RAREMENT on aura vu un homme embrasser le cursus officinal avec si peu de vocation : « Je voulais devenir boucher ou cuisinier, explique Jean-Bernard Portet, pharmacien à Saint-Gaudens (Haute-Garonne). Mais, un jour, mon père m’a dit : " Tu feras ce que tu voudras quand tu auras ton diplôme de pharmacie ; je t’ai inscrit à la fac, tu commences tel jour… " À cette époque, on ne désobéissait pas à son père. »
Né de parents chirurgiens-dentistes à Toulouse, Jean-Bernard Portet est pourtant très tôt été attiré par la cuisine : « Mes parents ont divorcé et, vers 16 ans, j’ai dû me faire à manger seul. J’ai découvert les bons produits du sud-ouest, le plaisir de les cuisiner, d’inviter des amis… » Il se taille vite une réputation de cordon-bleu qui l’encourage à en faire son métier. Mais l’injonction de son père change la donne. Aussi, Jean-Bernard Portet décide-t-il de décrocher au plus vite son diplôme de pharmacie, pour retourner à ses fourneaux : « J’ai travaillé énormément et j’ai eu tous mes examens du premier coup (sauf un). »
Entre-temps, il rencontre son épouse sur les bancs de la faculté. Et, à son retour du service militaire, le couple achète une officine à Toulouse. Finis les rêves de cuisine !

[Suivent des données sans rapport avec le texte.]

//! Session registration table.
//!
//! One [`Registration`] per session id, holding at most one host and one
//! client attachment. All mutation goes through the sharded map so a host's
//! disconnect cleanup cannot race a client's attach.
//!
//! The registry never looks inside forwarded frames. The only messages it
//! originates are [`RelayControl`] status frames and close frames for
//! superseded or swept sockets.

use std::{
    net::IpAddr,
    sync::{
        Arc,
        atomic::{AtomicU64, Ordering},
    },
    time::{Duration, Instant},
};

use dashmap::DashMap;
use lanyard_proto::{CloseCode, PeerStatus, RelayControl};
use tokio::sync::mpsc;
use tokio_tungstenite::tungstenite::protocol::{
    CloseFrame, Message, frame::coding::CloseCode as WsCloseCode,
};
use uuid::{Uuid, Variant};

/// Which end of a session a socket claims to be.
#[derive(Debug, Clone, Copy, PartialEq, Eq)]
pub enum Role {
    /// The trusted agent end.
    Host,
    /// The operator end.
    Client,
}

impl Role {
    /// Parses the `role` query parameter.
    pub fn parse(value: &str) -> Option<Self> {
        match value {
            "host" => Some(Self::Host),
            "client" => Some(Self::Client),
            _ => None,
        }
    }

    /// Name used in the query string and in logs.
    pub fn as_str(self) -> &'static str {
        match self {
            Self::Host => "host",
            Self::Client => "client",
        }
    }
}

/// Validates the `session` query parameter as a random (v4) UUID.
///
/// Malformed ids are rejected before any registration lookup so the table
/// cannot be probed with garbage.
pub fn parse_session_param(value: &str) -> Option<Uuid> {
    let id = Uuid::parse_str(value).ok()?;
    (id.get_version_num() == 4 && id.get_variant() == Variant::RFC4122).then_some(id)
}

/// One attached socket: the handle to its writer task plus the connection
/// identity used to guard detach against a replaced socket.
#[derive(Debug, Clone)]
pub struct Attachment {
    /// Queue consumed by the connection's writer task.
    pub tx: mpsc::Sender<Message>,
    /// Registry-issued connection id.
    pub conn_id: u64,
}

#[derive(Debug)]
struct Registration {
    host: Option<Attachment>,
    client: Option<Attachment>,
    last_active: Instant,
}

impl Registration {
    fn new() -> Self {
        Self { host: None, client: None, last_active: Instant::now() }
    }

    fn slot(&mut self, role: Role) -> &mut Option<Attachment> {
        match role {
            Role::Host => &mut self.host,
            Role::Client => &mut self.client,
        }
    }

    fn peer(&self, role: Role) -> Option<&Attachment> {
        match role {
            Role::Host => self.client.as_ref(),
            Role::Client => self.host.as_ref(),
        }
    }
}

/// Per-source-address abuse ceilings enforced by the registry.
///
/// Concurrent-connection and churn ceilings act at accept time; the
/// throughput ceilings act on every forwarded message. Defaults follow the
/// shipped relay deployment profile.
#[derive(Debug, Clone)]
pub struct TrafficPolicy {
    /// Concurrent connections allowed per address.
    pub max_connections: usize,
    /// New connections accepted per address per minute.
    pub max_new_per_minute: u32,
    /// Forwarded messages per address per second, across its connections.
    pub max_msgs_per_sec: u32,
    /// Forwarded bytes per address per second, across its connections.
    pub max_bytes_per_sec: usize,
}

impl Default for TrafficPolicy {
    fn default() -> Self {
        Self {
            max_connections: 10,
            max_new_per_minute: 30,
            max_msgs_per_sec: 100,
            max_bytes_per_sec: 10 * 1024 * 1024,
        }
    }
}

/// Measurement window for the throughput ceilings.
const THROTTLE_WINDOW: Duration = Duration::from_secs(1);

/// Measurement window for the new-connection churn ceiling.
const ATTEMPT_WINDOW: Duration = Duration::from_secs(60);

/// Message and byte counters over a fixed one-second window.
#[derive(Debug)]
pub struct Throttle {
    window_start: Instant,
    msgs: u32,
    bytes: usize,
}

impl Throttle {
    /// Creates an empty window starting at `now`.
    pub fn new(now: Instant) -> Self {
        Self { window_start: now, msgs: 0, bytes: 0 }
    }

    /// Counts one message of `len` bytes. `false` means a ceiling is
    /// exceeded and the connection must be closed; the message still
    /// counts, so a flood cannot reset its own window.
    pub fn admit(&mut self, now: Instant, len: usize, max_msgs: u32, max_bytes: usize) -> bool {
        if now.duration_since(self.window_start) >= THROTTLE_WINDOW {
            self.window_start = now;
            self.msgs = 0;
            self.bytes = 0;
        }
        self.msgs = self.msgs.saturating_add(1);
        self.bytes = self.bytes.saturating_add(len);
        self.msgs <= max_msgs && self.bytes <= max_bytes
    }

    fn expired(&self, now: Instant) -> bool {
        now.duration_since(self.window_start) >= THROTTLE_WINDOW
    }
}

#[derive(Debug)]
struct AttemptWindow {
    window_start: Instant,
    count: u32,
}

/// Decrements the per-address connection count exactly once, on drop.
#[derive(Debug)]
pub struct IpPermit {
    counts: Arc<DashMap<IpAddr, usize>>,
    ip: IpAddr,
}

impl Drop for IpPermit {
    fn drop(&mut self) {
        let mut empty = false;
        if let Some(mut count) = self.counts.get_mut(&self.ip) {
            *count = count.saturating_sub(1);
            empty = *count == 0;
        }
        if empty {
            self.counts.remove_if(&self.ip, |_, count| *count == 0);
        }
    }
}

/// Shared session registration table plus per-address accounting.
#[derive(Debug)]
pub struct Registry {
    sessions: DashMap<Uuid, Registration>,
    per_ip: Arc<DashMap<IpAddr, usize>>,
    attempts: DashMap<IpAddr, AttemptWindow>,
    traffic: DashMap<IpAddr, Throttle>,
    max_sessions: usize,
    policy: TrafficPolicy,
    next_conn_id: AtomicU64,
}

impl Registry {
    /// Creates an empty registry with the given ceilings.
    pub fn new(max_sessions: usize, policy: TrafficPolicy) -> Self {
        Self {
            sessions: DashMap::new(),
            per_ip: Arc::new(DashMap::new()),
            attempts: DashMap::new(),
            traffic: DashMap::new(),
            max_sessions,
            policy,
            next_conn_id: AtomicU64::new(1),
        }
    }

    /// Issues a unique connection id.
    pub fn next_conn_id(&self) -> u64 {
        self.next_conn_id.fetch_add(1, Ordering::Relaxed)
    }

    /// Number of live registrations.
    pub fn session_count(&self) -> usize {
        self.sessions.len()
    }

    /// Counts a connection against its source address. `None` means the
    /// ceiling is reached and the connection must be rejected.
    pub fn try_acquire_ip(&self, ip: IpAddr) -> Option<IpPermit> {
        let mut count = self.per_ip.entry(ip).or_insert(0);
        if *count >= self.policy.max_connections {
            return None;
        }
        *count += 1;
        drop(count);
        Some(IpPermit { counts: Arc::clone(&self.per_ip), ip })
    }

    /// Counts a new connection against its address's churn window. `false`
    /// means the address opened too many connections this minute and the
    /// new one must be rejected.
    pub fn admit_attempt(&self, ip: IpAddr) -> bool {
        let now = Instant::now();
        let mut window = self
            .attempts
            .entry(ip)
            .or_insert_with(|| AttemptWindow { window_start: now, count: 0 });
        if now.duration_since(window.window_start) >= ATTEMPT_WINDOW {
            window.window_start = now;
            window.count = 0;
        }
        window.count = window.count.saturating_add(1);
        window.count <= self.policy.max_new_per_minute
    }

    /// Counts one forwarded message against its address's shared throughput
    /// window. `false` means the address exceeded a ceiling and the sending
    /// connection must be closed.
    pub fn admit_traffic(&self, ip: IpAddr, len: usize) -> bool {
        let now = Instant::now();
        let mut throttle = self.traffic.entry(ip).or_insert_with(|| Throttle::new(now));
        throttle.admit(now, len, self.policy.max_msgs_per_sec, self.policy.max_bytes_per_sec)
    }

    /// Attaches a socket to its session slot.
    ///
    /// A host may create the registration; a client requires an existing
    /// registration with a host attached. An existing occupant of the slot
    /// is closed as superseded, and the opposite peer (if any) is told the
    /// slot changed hands.
    pub fn attach(
        &self,
        role: Role,
        session_id: Uuid,
        attachment: Attachment,
    ) -> Result<(), CloseCode> {
        match role {
            Role::Host => self.attach_host(session_id, attachment),
            Role::Client => self.attach_client(session_id, attachment),
        }
    }

    fn attach_host(&self, session_id: Uuid, attachment: Attachment) -> Result<(), CloseCode> {
        if !self.sessions.contains_key(&session_id) && self.sessions.len() >= self.max_sessions {
            return Err(CloseCode::RelayFull);
        }

        let mut entry = self.sessions.entry(session_id).or_insert_with(Registration::new);
        let reg = entry.value_mut();
        reg.last_active = Instant::now();
        if let Some(old) = reg.host.replace(attachment) {
            let _ = old.tx.try_send(close_message(CloseCode::Superseded));
        }
        if let Some(client) = &reg.client {
            let _ = client.tx.try_send(status_message(PeerStatus::HostConnected));
        }
        Ok(())
    }

    fn attach_client(&self, session_id: Uuid, attachment: Attachment) -> Result<(), CloseCode> {
        let Some(mut entry) = self.sessions.get_mut(&session_id) else {
            return Err(CloseCode::UnknownSession);
        };
        let reg = entry.value_mut();
        if reg.host.is_none() {
            return Err(CloseCode::UnknownSession);
        }

        reg.last_active = Instant::now();
        if let Some(old) = reg.client.replace(attachment) {
            let _ = old.tx.try_send(close_message(CloseCode::Superseded));
        }
        if let Some(host) = &reg.host {
            let _ = host.tx.try_send(status_message(PeerStatus::ClientConnected));
        }
        Ok(())
    }

    /// Clears a socket's slot and notifies the opposite peer.
    ///
    /// No-op when `conn_id` no longer matches the slot: a superseded socket
    /// must not evict its replacement or emit a spurious disconnect.
    pub fn detach(&self, role: Role, session_id: Uuid, conn_id: u64) {
        let Some(mut entry) = self.sessions.get_mut(&session_id) else {
            return;
        };
        let reg = entry.value_mut();
        if !reg.slot(role).as_ref().is_some_and(|a| a.conn_id == conn_id) {
            return;
        }
        *reg.slot(role) = None;

        let status = match role {
            Role::Host => PeerStatus::HostDisconnected,
            Role::Client => PeerStatus::ClientDisconnected,
        };
        if let Some(peer) = reg.peer(role) {
            let _ = peer.tx.try_send(status_message(status));
        }
    }

    /// Returns the opposite peer's writer handle and refreshes the
    /// registration's activity stamp. `None` when no peer is attached; the
    /// frame is then dropped.
    pub fn forward_target(&self, role: Role, session_id: Uuid) -> Option<mpsc::Sender<Message>> {
        let mut entry = self.sessions.get_mut(&session_id)?;
        let reg = entry.value_mut();
        reg.last_active = Instant::now();
        reg.peer(role).map(|a| a.tx.clone())
    }

    /// Drops registrations that are empty or idle past `idle_horizon`,
    /// closing any sockets still attached. Returns how many were removed.
    pub fn sweep(&self, idle_horizon: Duration) -> usize {
        let now = Instant::now();
        let mut removed = 0;
        self.sessions.retain(|_, reg| {
            let idle = now.duration_since(reg.last_active) > idle_horizon;
            let empty = reg.host.is_none() && reg.client.is_none();
            if idle || empty {
                for attachment in reg.host.iter().chain(reg.client.iter()) {
                    let _ = attachment.tx.try_send(Message::Close(None));
                }
                removed += 1;
                false
            } else {
                true
            }
        });

        // Rate-limit windows for addresses that went quiet.
        self.traffic.retain(|_, throttle| !throttle.expired(now));
        self.attempts
            .retain(|_, window| now.duration_since(window.window_start) < ATTEMPT_WINDOW);

        removed
    }
}

/// Close frame carrying one of the protocol's application close codes.
pub fn close_message(code: CloseCode) -> Message {
    Message::Close(Some(CloseFrame {
        code: WsCloseCode::from(code.as_u16()),
        reason: code.reason().into(),
    }))
}

fn status_message(status: PeerStatus) -> Message {
    Message::Text(RelayControl::RelayStatus { status }.to_json())
}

Quelques années plus tard, ils déménagent pour prendre une officine à Saint-Gaudens : « Mon épouse est de Saint-Gaudens, mon père de Roquefort-sur-Garonne, nous avons voulu nous rapprocher de nos racines. » Des racines qui l’entraînent ensuite sur terrain politique. Les habitants de Roquefort-sur-Garonne le sollicitent pour les élections municipales ; il accepte, et est élu dans un fauteuil, en l’absence de toute liste concurrente.
Il exerce ce mandat selon un principe clair : « Ne faire aucune référence politicienne. À l’exclusion de l’extrême droite que je combats quotidiennement, mon équipe comprend toutes les tendances, socialistes, UMP…, explique-t-il. Même si chacun connaît mon engagement au parti radical de gauche, à la mairie, il n’intervient pas et tous les projets sont élaborés en équipe. »
Donné pour mort.
Cette charge de maire a bien failli lui coûter la vie. En 2004, il est agressé par un déséquilibré : 9 coups de couteaux, 92 points de suture, des semaines d’hôpital… Il est même annoncé mort par certains médias. Ce drame marque un tournant dans sa vie. Il mettra plusieurs années pour se reconstruire physiquement et psychologiquement. Ce qui l’a sauvé : le soutien de ses administrés.
En 2006, le couple Portet prend une nouvelle pharmacie dans le centre-ville de Saint-Gaudens. Jean-Bernard revient aux affaires et s’investit dans une activité supplémentaire : la Fédération de chasse de Haute-Garonne dont il devient administrateur, puis président : « La chasse est pour moi une passion, un loisir, un lieu de rencontre avec la nature et les hommes, parfois une identité, voire un art. Et toujours du plaisir partagé ! Ce sont aussi des plages de solitude qui reposent de la foule de l’officine. » À la Fédération, il impose un nouveau style : « Je veux changer l’image du chasseur. Nous devons être respectueux des territoires, refuser la logique de conflit, rechercher le respect mutuel. » Il dialogue sans a priori avec les promeneurs, les vététistes, les écologistes, et il ne s’oppose pas à la réintroduction de l’ours dans les Pyrénées…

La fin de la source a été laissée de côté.